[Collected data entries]
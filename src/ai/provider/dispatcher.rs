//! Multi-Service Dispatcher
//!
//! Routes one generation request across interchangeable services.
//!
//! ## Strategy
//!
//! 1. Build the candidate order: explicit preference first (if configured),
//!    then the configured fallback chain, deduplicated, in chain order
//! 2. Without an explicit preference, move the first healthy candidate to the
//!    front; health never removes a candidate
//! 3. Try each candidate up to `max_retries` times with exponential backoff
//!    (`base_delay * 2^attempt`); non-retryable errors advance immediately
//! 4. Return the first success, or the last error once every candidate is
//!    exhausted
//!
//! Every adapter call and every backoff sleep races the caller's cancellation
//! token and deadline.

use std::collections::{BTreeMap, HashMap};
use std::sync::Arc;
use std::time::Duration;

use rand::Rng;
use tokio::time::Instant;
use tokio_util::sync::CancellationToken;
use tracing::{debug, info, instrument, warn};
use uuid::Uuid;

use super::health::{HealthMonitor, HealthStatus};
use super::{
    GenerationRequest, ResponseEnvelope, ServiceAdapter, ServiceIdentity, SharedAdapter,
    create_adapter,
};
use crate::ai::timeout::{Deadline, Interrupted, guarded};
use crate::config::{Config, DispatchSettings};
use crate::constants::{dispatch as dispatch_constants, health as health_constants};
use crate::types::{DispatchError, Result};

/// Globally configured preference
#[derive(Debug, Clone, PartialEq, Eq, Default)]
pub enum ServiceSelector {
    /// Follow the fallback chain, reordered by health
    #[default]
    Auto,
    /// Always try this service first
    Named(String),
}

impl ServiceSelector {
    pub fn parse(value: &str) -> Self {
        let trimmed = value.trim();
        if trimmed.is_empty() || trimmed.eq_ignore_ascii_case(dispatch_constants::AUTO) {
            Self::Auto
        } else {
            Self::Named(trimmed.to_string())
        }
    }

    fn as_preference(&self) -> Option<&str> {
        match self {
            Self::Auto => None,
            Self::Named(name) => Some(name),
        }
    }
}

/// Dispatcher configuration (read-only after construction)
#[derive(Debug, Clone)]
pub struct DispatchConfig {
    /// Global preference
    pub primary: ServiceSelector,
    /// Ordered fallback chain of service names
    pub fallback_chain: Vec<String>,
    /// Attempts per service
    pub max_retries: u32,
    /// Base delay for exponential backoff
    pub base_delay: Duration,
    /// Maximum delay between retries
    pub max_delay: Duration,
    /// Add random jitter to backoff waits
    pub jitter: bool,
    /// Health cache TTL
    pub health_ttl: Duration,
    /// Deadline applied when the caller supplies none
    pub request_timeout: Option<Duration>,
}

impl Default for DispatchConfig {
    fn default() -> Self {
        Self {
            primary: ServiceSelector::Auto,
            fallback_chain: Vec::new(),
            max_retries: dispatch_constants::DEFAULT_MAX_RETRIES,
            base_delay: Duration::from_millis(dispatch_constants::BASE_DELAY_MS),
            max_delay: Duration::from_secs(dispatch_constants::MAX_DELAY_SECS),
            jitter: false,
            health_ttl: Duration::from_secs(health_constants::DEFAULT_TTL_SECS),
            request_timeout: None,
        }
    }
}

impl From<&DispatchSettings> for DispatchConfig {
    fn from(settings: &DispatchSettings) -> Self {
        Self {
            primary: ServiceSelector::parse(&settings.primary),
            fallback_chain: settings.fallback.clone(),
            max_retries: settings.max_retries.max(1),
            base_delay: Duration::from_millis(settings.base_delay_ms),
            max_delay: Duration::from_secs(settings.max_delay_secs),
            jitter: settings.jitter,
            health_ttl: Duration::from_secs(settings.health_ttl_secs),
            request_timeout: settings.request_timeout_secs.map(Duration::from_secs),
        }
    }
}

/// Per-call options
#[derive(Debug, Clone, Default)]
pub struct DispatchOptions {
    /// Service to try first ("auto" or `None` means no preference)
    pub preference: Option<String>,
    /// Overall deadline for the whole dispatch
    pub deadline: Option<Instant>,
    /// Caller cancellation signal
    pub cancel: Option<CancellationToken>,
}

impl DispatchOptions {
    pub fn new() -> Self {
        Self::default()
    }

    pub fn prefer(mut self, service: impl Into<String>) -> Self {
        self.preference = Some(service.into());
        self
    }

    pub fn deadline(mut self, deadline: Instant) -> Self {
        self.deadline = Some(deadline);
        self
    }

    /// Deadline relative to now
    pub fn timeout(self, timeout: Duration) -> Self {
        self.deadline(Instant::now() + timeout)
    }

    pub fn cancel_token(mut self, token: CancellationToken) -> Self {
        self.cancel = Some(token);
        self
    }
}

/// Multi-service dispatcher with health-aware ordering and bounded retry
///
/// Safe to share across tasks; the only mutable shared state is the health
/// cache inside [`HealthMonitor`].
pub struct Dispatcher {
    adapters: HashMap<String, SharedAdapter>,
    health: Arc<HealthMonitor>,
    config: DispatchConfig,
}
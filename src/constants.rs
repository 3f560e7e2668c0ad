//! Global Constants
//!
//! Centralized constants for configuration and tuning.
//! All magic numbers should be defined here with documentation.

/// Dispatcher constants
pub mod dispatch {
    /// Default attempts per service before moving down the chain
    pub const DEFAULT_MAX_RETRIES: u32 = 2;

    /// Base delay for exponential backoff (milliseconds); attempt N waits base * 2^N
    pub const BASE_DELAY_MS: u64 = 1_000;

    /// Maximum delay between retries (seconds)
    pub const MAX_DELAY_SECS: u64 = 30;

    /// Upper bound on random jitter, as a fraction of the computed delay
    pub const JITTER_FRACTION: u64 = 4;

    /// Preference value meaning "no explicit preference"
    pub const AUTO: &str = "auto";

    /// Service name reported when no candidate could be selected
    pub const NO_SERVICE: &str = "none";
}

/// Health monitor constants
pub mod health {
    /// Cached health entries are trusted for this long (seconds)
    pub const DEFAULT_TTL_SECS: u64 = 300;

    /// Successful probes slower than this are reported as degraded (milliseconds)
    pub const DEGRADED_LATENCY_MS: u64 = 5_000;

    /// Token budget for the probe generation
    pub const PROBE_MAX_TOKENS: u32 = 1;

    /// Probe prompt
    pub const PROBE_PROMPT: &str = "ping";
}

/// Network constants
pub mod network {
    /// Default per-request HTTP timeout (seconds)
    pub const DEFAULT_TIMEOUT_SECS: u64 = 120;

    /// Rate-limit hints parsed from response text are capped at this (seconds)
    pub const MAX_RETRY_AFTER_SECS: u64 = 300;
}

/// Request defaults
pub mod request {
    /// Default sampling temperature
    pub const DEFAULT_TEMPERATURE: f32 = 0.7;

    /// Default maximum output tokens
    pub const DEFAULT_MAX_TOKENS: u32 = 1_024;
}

* _WORK REQUIRED_: A single number is required: the count of lines in the data that include the string "primary".

* _TASK SOLUTION_: 3